Je vous remercie de votre invitation et suis flatté de l'intérêt que vous portez à l'expérience australienne. C'est un honneur pour moi que de vous répondre dans le cadre de vos travaux.
Vous l'avez dit dans vos propos introductifs, le Parlement australien enquête sur les interférences étrangères dans les universités et les établissements d'enseignement supérieur. L'enquête fait suite à plusieurs incidents qui ont conduit le gouvernement australien à se préoccuper de cette question.
Je vais citer un certain nombre d'exemples pour étayer mon propos.
Tout d'abord, j'évoquerai la situation de l'Australian National University de Canberra, qui a subi toute une série de cyberattaques ces dernières années. Nous avons découvert que les assaillants ciblaient non pas des données scientifiques, mais les dossiers personnels des étudiants. Or la plupart de ces futurs diplômés travailleront bientôt pour le gouvernement fédéral. Ces données peuvent donc avoir une très grande valeur pour une puissance étrangère.
Ensuite, j'aborderai le cas de ces jeunes étudiants de l'université du Queensland, qui ont lancé une action en faveur du mouvement pro-démocratie à Hong-Kong et qui ont été, de ce fait, molestés par des étudiants chinois nationalistes. Bizarrement, l'université du Queensland n'a ni réagi ni protesté.
En réalité, l'influence des instituts Confucius est directement en cause dans cette affaire. Nous avons en effet appris que l'université du Queensland avait permis au gouvernement chinois de financer directement un certain nombre de cours du premier cycle, notamment un cours sur la question des droits de l'homme en Chine. Nous avons également découvert en enquêtant que certains éléments de la rémunération du vice-chancelier de l'université dépendaient d'un indicateur basé sur le nombre d'étudiants chinois accueillis par l'établissement : plus ce nombre était élevé, plus son salaire augmentait... Pour nous, il est tout à fait clair que l'action des instituts Confucius ne doit en aucun cas conduire à la remise en cause de l'autonomie de nos universités ni de nos libertés académiques.
Enfin, dernier exemple, celui d'un chercheur d'université, également directeur de l'association Human Rights Watch (HRW), qui s'est vu censuré par l'université qui l'emploie pour un article très critique sur l'action de la Chine à Hong-Kong.
On le voit, les universités australiennes pratiquent volontiers l'autocensure, cédant ainsi à l'influence des étudiants chinois présents sur le territoire australien.
Nos travaux ont également montré que beaucoup d'universitaires, y compris des chercheurs de l'Australian Research Council, avaient été ouvertement ciblés par le programme chinois de recrutement « 1 000 talents ».

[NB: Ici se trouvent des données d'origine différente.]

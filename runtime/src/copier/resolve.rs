//! Path arithmetic confined to a root directory.

use std::ffi::OsString;
use std::path::{Component, Path, PathBuf};

use a3s_build_core::error::{BuildError, Result};

use super::pattern::ExcludeMatcher;

/// Symlink hops allowed while resolving one path.
const MAX_LINKS_FOLLOWED: usize = 64;

/// Lexically clean a path: collapse `.`, `..` and repeated separators.
/// `..` never climbs above `/` for absolute paths.
pub fn clean_path(path: &Path) -> PathBuf {
    let mut out: Vec<OsString> = Vec::new();
    let absolute = path.has_root();
    for component in path.components() {
        match component {
            Component::RootDir | Component::Prefix(_) | Component::CurDir => {}
            Component::ParentDir => {
                if out.last().map(|c| c != "..").unwrap_or(false) {
                    out.pop();
                } else if !absolute {
                    out.push(OsString::from(".."));
                }
            }
            Component::Normal(name) => out.push(name.to_os_string()),
        }
    }
    let mut cleaned = if absolute {
        PathBuf::from("/")
    } else {
        PathBuf::new()
    };
    for c in out {
        cleaned.push(c);
    }
    if cleaned.as_os_str().is_empty() {
        PathBuf::from(".")
    } else {
        cleaned
    }
}

/// `path` relative to `root`, or a path-escape error. Equal paths give `.`.
pub fn rel_subdirectory(root: &Path, path: &Path) -> Result<PathBuf> {
    let root = clean_path(root);
    let path = clean_path(path);
    match path.strip_prefix(&root) {
        Ok(rel) if rel.as_os_str().is_empty() => Ok(PathBuf::from(".")),
        Ok(rel) => Ok(rel.to_path_buf()),
        Err(_) => Err(BuildError::PathEscape {
            root: root.display().to_string(),
            path: path.display().to_string(),
        }),
    }
}

/// Whether a cleaned relative path climbs out of its base.
pub fn escapes(rel: &Path) -> bool {
    matches!(clean_path(rel).components().next(), Some(Component::ParentDir))
}

/// Join a container path onto `root` lexically, scoping `..` at `/`.
pub fn join_under(root: &Path, container_path: &Path) -> PathBuf {
    let scoped = clean_path(&Path::new("/").join(container_path));
    match scoped.strip_prefix("/") {
        Ok(rel) if !rel.as_os_str().is_empty() => root.join(rel),
        _ => root.to_path_buf(),
    }
}

/// Host path for a request path. An absolute path that already lies under
/// `root` is taken as it is; any other path, absolute or relative, names a
/// location inside the root and is joined under it.
pub fn host_path(root: &Path, path: &Path) -> PathBuf {
    let root = clean_path(root);
    let cleaned = clean_path(path);
    if cleaned.is_absolute() && cleaned.starts_with(&root) {
        cleaned
    } else {
        join_under(&root, path)
    }
}

/// Resolve symbolic links in `path` (a host path under `root`), treating
/// `root` as `/`. Absolute link targets restart at `root`; `..` never
/// leaves it. Resolution stops following links once an excluded
/// component is reached.
pub fn resolve_path(
    root: &Path,
    path: &Path,
    evaluate_final_component: bool,
    matcher: Option<&ExcludeMatcher>,
) -> Result<PathBuf> {
    let rel = rel_subdirectory(root, path)?;
    let mut working = root.to_path_buf();
    let mut followed = 0usize;
    let mut components: Vec<OsString> = split(&rel);
    let mut excluded = false;

    while !components.is_empty() {
        let candidate = working.join(&components[0]);
        if let Some(m) = matcher {
            if let Ok(candidate_rel) = rel_subdirectory(root, &candidate) {
                excluded = excluded || m.matches(&candidate_rel);
            }
        }
        if !excluded && (components.len() != 1 || evaluate_final_component) {
            if let Ok(target) = std::fs::read_link(&candidate) {
                followed += 1;
                if followed > MAX_LINKS_FOLLOWED {
                    return Err(BuildError::CopierError(format!(
                        "too many levels of symbolic links resolving {}",
                        path.display()
                    )));
                }
                let rest: Vec<OsString> = components.drain(1..).collect();
                let mut next = if target.is_absolute() {
                    split(&target)
                } else {
                    let working_rel = rel_subdirectory(root, &working)?;
                    split(&clean_path(&Path::new("/").join(working_rel).join(&target)))
                };
                next.extend(rest);
                components = next;
                working = root.to_path_buf();
                continue;
            }
        }
        if components[0] == ".." {
            if working != root {
                working.pop();
            }
        } else if components[0] != "." {
            working = candidate;
        }
        components.remove(0);
    }
    Ok(working)
}

/// Resolve a container path (absolute or relative to `/`) under `root`.
pub fn resolve_in_root(root: &Path, container_path: &Path) -> Result<PathBuf> {
    resolve_path(root, &join_under(root, container_path), true, None)
}

fn split(path: &Path) -> Vec<OsString> {
    path.components()
        .filter_map(|c| match c {
            Component::Normal(n) => Some(n.to_os_string()),
            Component::ParentDir => Some(OsString::from("..")),
            _ => None,
        })
        .collect()
}

#[cfg(test)]
mod tests {
    use super::*;
    use std::os::unix::fs::symlink;
    use tempfile::TempDir;

    #[test]
    fn test_clean_path() {
        assert_eq!(clean_path(Path::new("/a/./b/../c//d")), PathBuf::from("/a/c/d"));
        assert_eq!(clean_path(Path::new("/../..")), PathBuf::from("/"));
        assert_eq!(clean_path(Path::new("a/../../b")), PathBuf::from("../b"));
        assert_eq!(clean_path(Path::new("")), PathBuf::from("."));
    }

    #[test]
    fn test_rel_subdirectory() {
        assert_eq!(
            rel_subdirectory(Path::new("/root"), Path::new("/root/a/b")).unwrap(),
            PathBuf::from("a/b")
        );
        assert_eq!(
            rel_subdirectory(Path::new("/root"), Path::new("/root")).unwrap(),
            PathBuf::from(".")
        );
        assert!(matches!(
            rel_subdirectory(Path::new("/root"), Path::new("/root/../etc")),
            Err(BuildError::PathEscape { .. })
        ));
    }

    #[test]
    fn test_escapes() {
        assert!(escapes(Path::new("../x")));
        assert!(escapes(Path::new("a/../../x")));
        assert!(!escapes(Path::new("a/../x")));
    }

    #[test]
    fn test_host_path_accepts_both_forms() {
        let root = Path::new("/var/lib/store/rootfs");
        assert_eq!(host_path(root, Path::new("/")), PathBuf::from("/var/lib/store/rootfs"));
        assert_eq!(
            host_path(root, Path::new("/usr/src")),
            PathBuf::from("/var/lib/store/rootfs/usr/src")
        );
        assert_eq!(
            host_path(root, Path::new("/var/lib/store/rootfs/etc")),
            PathBuf::from("/var/lib/store/rootfs/etc")
        );
        assert_eq!(
            host_path(root, Path::new("/../../etc")),
            PathBuf::from("/var/lib/store/rootfs/etc")
        );
        assert_eq!(host_path(root, Path::new("app")), PathBuf::from("/var/lib/store/rootfs/app"));
    }

    #[test]
    fn test_join_under_scopes_parent_refs() {
        let root = Path::new("/r");
        assert_eq!(join_under(root, Path::new("/../../etc")), PathBuf::from("/r/etc"));
        assert_eq!(join_under(root, Path::new("usr/bin")), PathBuf::from("/r/usr/bin"));
        assert_eq!(join_under(root, Path::new("/")), PathBuf::from("/r"));
    }

    #[test]
    fn test_resolve_absolute_symlink_stays_in_root() {
        let dir = TempDir::new().unwrap();
        let root = dir.path();
        std::fs::create_dir_all(root.join("real/dir")).unwrap();
        symlink("/real", root.join("link")).unwrap();
        let resolved = resolve_in_root(root, Path::new("/link/dir")).unwrap();
        assert_eq!(resolved, root.join("real/dir"));
    }

    #[test]
    fn test_resolve_relative_symlink_cannot_escape() {
        let dir = TempDir::new().unwrap();
        let root = dir.path();
        std::fs::create_dir_all(root.join("a")).unwrap();
        symlink("../../../../etc", root.join("a/up")).unwrap();
        let resolved = resolve_in_root(root, Path::new("/a/up/passwd")).unwrap();
        assert!(resolved.starts_with(root));
        assert_eq!(resolved, root.join("etc/passwd"));
    }

    #[test]
    fn test_resolve_final_component_optional() {
        let dir = TempDir::new().unwrap();
        let root = dir.path();
        std::fs::write(root.join("target"), "x").unwrap();
        symlink("target", root.join("link")).unwrap();
        let kept = resolve_path(root, &root.join("link"), false, None).unwrap();
        assert_eq!(kept, root.join("link"));
        let followed = resolve_path(root, &root.join("link"), true, None).unwrap();
        assert_eq!(followed, root.join("target"));
    }

    #[test]
    fn test_symlink_loop() {
        let dir = TempDir::new().unwrap();
        let root = dir.path();
        symlink("b", root.join("a")).unwrap();
        symlink("a", root.join("b")).unwrap();
        assert!(resolve_in_root(root, Path::new("/a")).is_err());
    }
}
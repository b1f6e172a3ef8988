//! `a3s-build inspect` command - Configuration as JSON.

use a3s_build_runtime::ImageConfig;
use clap::{Args, ValueEnum};

use super::{load_config, open_builder, open_store, CmdResult, GlobalArgs};

#[derive(Debug, Clone, Copy, PartialEq, Eq, ValueEnum)]
pub enum InspectKind {
    Container,
    Image,
}

#[derive(Args, Debug)]
pub struct InspectArgs {
    /// Container or image name or ID
    pub name: String,

    /// What the name refers to
    #[arg(short, long, value_enum, default_value_t = InspectKind::Container)]
    pub r#type: InspectKind,
}

pub async fn execute(global: &GlobalArgs, args: InspectArgs) -> CmdResult {
    let config = load_config(global)?;
    let store = open_store(&config)?;

    let json = match args.r#type {
        InspectKind::Container => {
            let builder = open_builder(&store, &args.name)?;
            serde_json::to_string_pretty(&builder)?
        }
        InspectKind::Image => {
            let image = store.image(&args.name)?;
            let config = ImageConfig::from_json(&store.image_config(&image.id)?)?;
            let manifest: serde_json::Value =
                serde_json::from_slice(&store.image_manifest(&image.id)?)?;
            serde_json::to_string_pretty(&serde_json::json!({
                "image": image,
                "manifest": manifest,
                "config": config,
            }))?
        }
    };
    println!("{json}");
    Ok(())
}
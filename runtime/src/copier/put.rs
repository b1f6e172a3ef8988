//! Extracting a tar stream under a root.

use std::collections::BTreeMap;
use std::fs::{File, OpenOptions};
use std::io::{ErrorKind, Read};
use std::os::unix::fs::OpenOptionsExt;
use std::path::{Path, PathBuf};

use a3s_build_core::error::{BuildError, Result};
use a3s_build_core::idmap::{IdMappings, IdPair};

use super::fsutil::{self, FileTime};
use super::get::handle_rename;
use super::resolve::{clean_path, rel_subdirectory, resolve_path};
use super::Scope;
use crate::tarfilter::{header_gid, header_mode, header_mtime, header_uid};

/// Options for [`put`].
#[derive(Debug, Clone, Default)]
pub struct PutOptions {
    /// Map container owners in the archive to host owners
    pub id_mappings: IdMappings,
    /// Owner of parent directories that have to be created (default 0:0)
    pub default_dir_owner: Option<IdPair>,
    /// Mode of parent directories that have to be created (default 0755)
    pub default_dir_mode: Option<u32>,
    pub chown_dirs: Option<IdPair>,
    pub chmod_dirs: Option<u32>,
    pub chown_files: Option<IdPair>,
    pub chmod_files: Option<u32>,
    pub strip_setuid_bit: bool,
    pub strip_setgid_bit: bool,
    pub strip_sticky_bit: bool,
    /// Fail instead of replacing a directory with a non-directory
    pub no_overwrite_dir_non_dir: bool,
    /// Fail instead of replacing a non-directory with a directory
    pub no_overwrite_non_dir_dir: bool,
    /// Item name (or leading path) replacements
    pub rename: BTreeMap<String, String>,
    /// Skip device nodes instead of creating them
    pub ignore_devices: bool,
}

struct DeferredDir {
    path: PathBuf,
    mode: u32,
    mtime: FileTime,
}

/// Extract the archive read from `reader` under `directory`.
pub fn put<R: Read>(root: &Path, directory: &Path, options: &PutOptions, reader: R) -> Result<()> {
    let mut extractor = Extractor::new(root, directory, options)?;
    let mut archive = tar::Archive::new(reader);
    let entries = archive
        .entries()
        .map_err(|e| BuildError::CopierError(format!("copier: put: reading archive: {}", e)))?;
    for entry in entries {
        let mut entry = entry
            .map_err(|e| BuildError::CopierError(format!("copier: put: reading archive: {}", e)))?;
        extractor.extract(&mut entry)?;
    }
    extractor.finish()?;
    // consume end-of-archive padding so a pipe writer never sees EPIPE
    std::io::copy(&mut archive.into_inner(), &mut std::io::sink())?;
    Ok(())
}

/// Entry-at-a-time extraction, for callers that interpret some entries
/// themselves.
pub(crate) struct Extractor<'a> {
    root: PathBuf,
    target: PathBuf,
    options: &'a PutOptions,
    dir_owner: IdPair,
    dir_mode: u32,
    deferred: Vec<DeferredDir>,
}

impl<'a> Extractor<'a> {
    pub(crate) fn new(root: &Path, directory: &Path, options: &'a PutOptions) -> Result<Self> {
        let scope = Scope::new(root, directory)?;
        let dir_owner = options
            .id_mappings
            .to_host(options.default_dir_owner.unwrap_or_default())?;
        let dir_mode = options.default_dir_mode.unwrap_or(0o755);
        let target = resolve_path(&scope.root, &scope.directory, true, None)?;
        ensure_dirs(&scope.root, &target, dir_owner, dir_mode)?;
        Ok(Self {
            root: scope.root,
            target,
            options,
            dir_owner,
            dir_mode,
            deferred: Vec::new(),
        })
    }

    /// Host location for an archive name: parents are resolved like the
    /// container would resolve them, the final component is not.
    pub(crate) fn host_path(&self, name: &str) -> Result<Option<PathBuf>> {
        let rel = clean_path(&Path::new("/").join(name));
        let rel = rel.strip_prefix("/").unwrap_or(&rel).to_path_buf();
        if rel.as_os_str().is_empty() {
            return Ok(None);
        }
        let joined = self.target.join(&rel);
        let parent = joined.parent().unwrap_or(&self.target);
        let parent = resolve_path(&self.root, parent, true, None)?;
        Ok(joined.file_name().map(|base| parent.join(base)))
    }

    pub(crate) fn extract<R: Read>(&mut self, entry: &mut tar::Entry<R>) -> Result<()> {
        let options = self.options;
        let header = entry.header().clone();
        let kind = header.entry_type();
        if kind.is_pax_global_extensions() || kind.is_pax_local_extensions() || kind.is_gnu_longname() {
            return Ok(());
        }
        let raw_name = entry.path()?.display().to_string();
        let name = handle_rename(&options.rename, raw_name.trim_end_matches('/'));
        let path = match self.host_path(&name)? {
            Some(p) => p,
            None => {
                // the directory itself
                if kind.is_dir() {
                    self.deferred.push(DeferredDir {
                        path: self.target.clone(),
                        mode: entry_mode(&header, options, true)?,
                        mtime: FileTime::from_secs(header_mtime(&header)? as i64),
                    });
                }
                return Ok(());
            }
        };
        if let Some(parent) = path.parent() {
            ensure_dirs(&self.root, parent, self.dir_owner, self.dir_mode)?;
        }

        let is_dir = kind.is_dir();
        let mut owner = IdPair::new(header_uid(&header)?, header_gid(&header)?);
        let chown = if is_dir { options.chown_dirs } else { options.chown_files };
        if let Some(c) = chown {
            owner = c;
        }
        let owner = options.id_mappings.to_host(owner).map_err(|e| {
            BuildError::CopierError(format!("copier: put: mapping owner of {:?}: {}", name, e))
        })?;
        let mode = entry_mode(&header, options, is_dir)?;
        let mtime = FileTime::from_secs(header_mtime(&header)? as i64);

        match kind {
            tar::EntryType::Regular | tar::EntryType::Continuous | tar::EntryType::GNUSparse => {
                make_room(&path, false, options)?;
                write_file(&path, entry)?;
            }
            tar::EntryType::Link => {
                let link = entry.link_name()?.ok_or_else(|| {
                    BuildError::CopierError(format!("copier: put: hard link {:?} has no target", name))
                })?;
                let link_target = clean_path(&Path::new("/").join(&*link));
                let link_target = self
                    .target
                    .join(link_target.strip_prefix("/").unwrap_or(&link_target));
                let link_target = resolve_path(&self.root, &link_target, false, None)?;
                make_room(&path, false, options)?;
                std::fs::hard_link(&link_target, &path).map_err(|e| {
                    BuildError::CopierError(format!(
                        "copier: put: creating hard link {} to {}: {}",
                        path.display(),
                        link_target.display(),
                        e
                    ))
                })?;
            }
            tar::EntryType::Symlink => {
                let link = entry.link_name()?.ok_or_else(|| {
                    BuildError::CopierError(format!("copier: put: symlink {:?} has no target", name))
                })?;
                make_room(&path, false, options)?;
                std::os::unix::fs::symlink(&*link, &path).map_err(|e| {
                    BuildError::CopierError(format!(
                        "copier: put: creating symlink {}: {}",
                        path.display(),
                        e
                    ))
                })?;
            }
            tar::EntryType::Char | tar::EntryType::Block => {
                if options.ignore_devices {
                    tracing::debug!(name = %name, "Skipping device node");
                    return Ok(());
                }
                make_room(&path, false, options)?;
                let major = header.device_major()?.unwrap_or(0);
                let minor = header.device_minor()?.unwrap_or(0);
                if let Err(e) = fsutil::mknod(&path, kind == tar::EntryType::Block, major, minor) {
                    if fsutil::is_root() {
                        return Err(e);
                    }
                    tracing::warn!(name = %name, "Cannot create device node as unprivileged user, skipping");
                    return Ok(());
                }
            }
            tar::EntryType::Fifo => {
                make_room(&path, false, options)?;
                fsutil::mkfifo(&path)?;
            }
            tar::EntryType::Directory => {
                make_room(&path, true, options)?;
                if !path.is_dir() {
                    create_dir(&path, owner, 0o700)?;
                }
                fsutil::lchown(&path, owner.uid, owner.gid)?;
                // writable until finish() so children can be created
                fsutil::chmod(&path, 0o700 | mode)?;
                self.deferred.push(DeferredDir { path, mode, mtime });
                return Ok(());
            }
            other => {
                tracing::debug!(name = %name, kind = ?other, "Skipping unsupported entry type");
                return Ok(());
            }
        }

        fsutil::lchown(&path, owner.uid, owner.gid)?;
        let is_symlink = kind == tar::EntryType::Symlink;
        if !is_symlink {
            fsutil::chmod(&path, mode)?;
        }
        fsutil::set_times(&path, mtime, mtime, is_symlink)
    }

    /// Restore directory modes and timestamps.
    pub(crate) fn finish(self) -> Result<()> {
        for dir in self.deferred.iter().rev() {
            fsutil::chmod(&dir.path, dir.mode)?;
            fsutil::set_times(&dir.path, dir.mtime, dir.mtime, false)?;
        }
        Ok(())
    }
}

fn entry_mode(header: &tar::Header, options: &PutOptions, is_dir: bool) -> Result<u32> {
    let mut mode = header_mode(header)? & 0o7777;
    let chmod = if is_dir { options.chmod_dirs } else { options.chmod_files };
    if let Some(m) = chmod {
        mode = m & 0o7777;
    }
    if options.strip_setuid_bit {
        mode &= !0o4000;
    }
    if options.strip_setgid_bit {
        mode &= !0o2000;
    }
    if options.strip_sticky_bit {
        mode &= !0o1000;
    }
    Ok(mode)
}

/// Create `dir` and any missing directories between it and `root`.
fn ensure_dirs(root: &Path, dir: &Path, owner: IdPair, mode: u32) -> Result<()> {
    let rel = rel_subdirectory(root, dir)?;
    let mut current = root.to_path_buf();
    for component in rel.components() {
        current.push(component);
        if current.is_dir() {
            continue;
        }
        create_dir(&current, owner, mode)?;
    }
    Ok(())
}

fn create_dir(path: &Path, owner: IdPair, mode: u32) -> Result<()> {
    match std::fs::create_dir(path) {
        Ok(()) => {
            fsutil::lchown(path, owner.uid, owner.gid)?;
            fsutil::chmod(path, mode)
        }
        Err(e) if e.kind() == ErrorKind::AlreadyExists && path.is_dir() => Ok(()),
        Err(e) => Err(BuildError::CopierError(format!(
            "copier: put: creating directory {}: {}",
            path.display(),
            e
        ))),
    }
}

/// Clear whatever is at `path` so a new item can take its place.
/// Directories replacing directories are merged.
fn make_room(path: &Path, want_dir: bool, options: &PutOptions) -> Result<()> {
    let existing = match std::fs::symlink_metadata(path) {
        Ok(m) => m,
        Err(e) if e.kind() == ErrorKind::NotFound => return Ok(()),
        Err(e) => return Err(e.into()),
    };
    let result = match (existing.is_dir(), want_dir) {
        (true, true) => return Ok(()),
        (true, false) => {
            if options.no_overwrite_dir_non_dir {
                return Err(BuildError::CopierError(format!(
                    "copier: put: refusing to replace directory {:?} with a non-directory",
                    path
                )));
            }
            std::fs::remove_dir_all(path)
        }
        (false, true) => {
            if options.no_overwrite_non_dir_dir {
                return Err(BuildError::CopierError(format!(
                    "copier: put: refusing to replace non-directory {:?} with a directory",
                    path
                )));
            }
            std::fs::remove_file(path)
        }
        (false, false) => std::fs::remove_file(path),
    };
    result.map_err(|e| {
        BuildError::CopierError(format!("copier: put: removing {}: {}", path.display(), e))
    })
}

fn write_file<R: Read>(path: &Path, content: &mut R) -> Result<()> {
    let mut file: File = OpenOptions::new()
        .write(true)
        .create_new(true)
        .mode(0o600)
        .open(path)
        .map_err(|e| {
            BuildError::CopierError(format!("copier: put: creating {}: {}", path.display(), e))
        })?;
    std::io::copy(content, &mut file).map_err(|e| {
        BuildError::CopierError(format!("copier: put: writing {}: {}", path.display(), e))
    })?;
    Ok(())
}
//! `a3s-build mount` and `a3s-build umount` commands.

use clap::Args;

use super::{load_config, open_builder, open_store, CmdResult, GlobalArgs};

#[derive(Args, Debug)]
pub struct MountArgs {
    /// Working container names or IDs
    #[arg(required = true)]
    pub containers: Vec<String>,
}

#[derive(Args, Debug)]
pub struct UmountArgs {
    /// Working container names or IDs
    #[arg(required = true)]
    pub containers: Vec<String>,
}

pub async fn execute(global: &GlobalArgs, args: MountArgs) -> CmdResult {
    let config = load_config(global)?;
    let store = open_store(&config)?;
    let many = args.containers.len() > 1;
    for name in &args.containers {
        let mut builder = open_builder(&store, name)?;
        let path = builder.mount(&store)?;
        if many {
            println!("{} {}", builder.container, path.display());
        } else {
            println!("{}", path.display());
        }
    }
    Ok(())
}

pub async fn execute_umount(global: &GlobalArgs, args: UmountArgs) -> CmdResult {
    let config = load_config(global)?;
    let store = open_store(&config)?;
    for name in &args.containers {
        let mut builder = open_builder(&store, name)?;
        builder.unmount(&store)?;
        println!("{}", builder.container_id);
    }
    Ok(())
}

En matière de lutte contre les influences étrangères, l'Australie a heureusement accompli des progrès significatifs en cinq ans. D'abord, chacun reconnaît aujourd'hui que cette question est stratégique et plus personne ne minimise les incidents qui surviennent. Certaines universités ont développé des actions pour lutter contre ce type de menaces, notamment pour protéger les données sensibles qu'elles détiennent. Elles ont aussi mis en place des procédures d'approbation plus rigoureuses pour l'accueil des étudiants étrangers, notamment pour faire face au programme « 1 000 talents ».
J'ajoute qu'un groupe de travail conjoint entre les universités et le gouvernement australien a été créé pour promouvoir des standards censés protéger les universités. Il s'agit d'une avancée réellement positive. Le gouvernement a également voté l'an dernier l'Australia's Foreign Relations Act, qui autorise le ministre des affaires étrangères à annuler un accord si l'autonomie institutionnelle d'une université est en cause ou si cet accord n'est pas dans l'intérêt du pays.
Notre commission devrait publier son rapport final d'ici à la fin de l'année. Il comportera toute une série de recommandations pour l'université que je ne peux évidemment pour l'heure dévoiler.
Dans le contexte australien, même si d'autres pays nous préoccupent, l'influence la plus menaçante provient évidemment de Chine. C'est pourquoi nous sommes très intéressés par l'expérience française et la manière dont votre gouvernement entend également contrer la menace russe.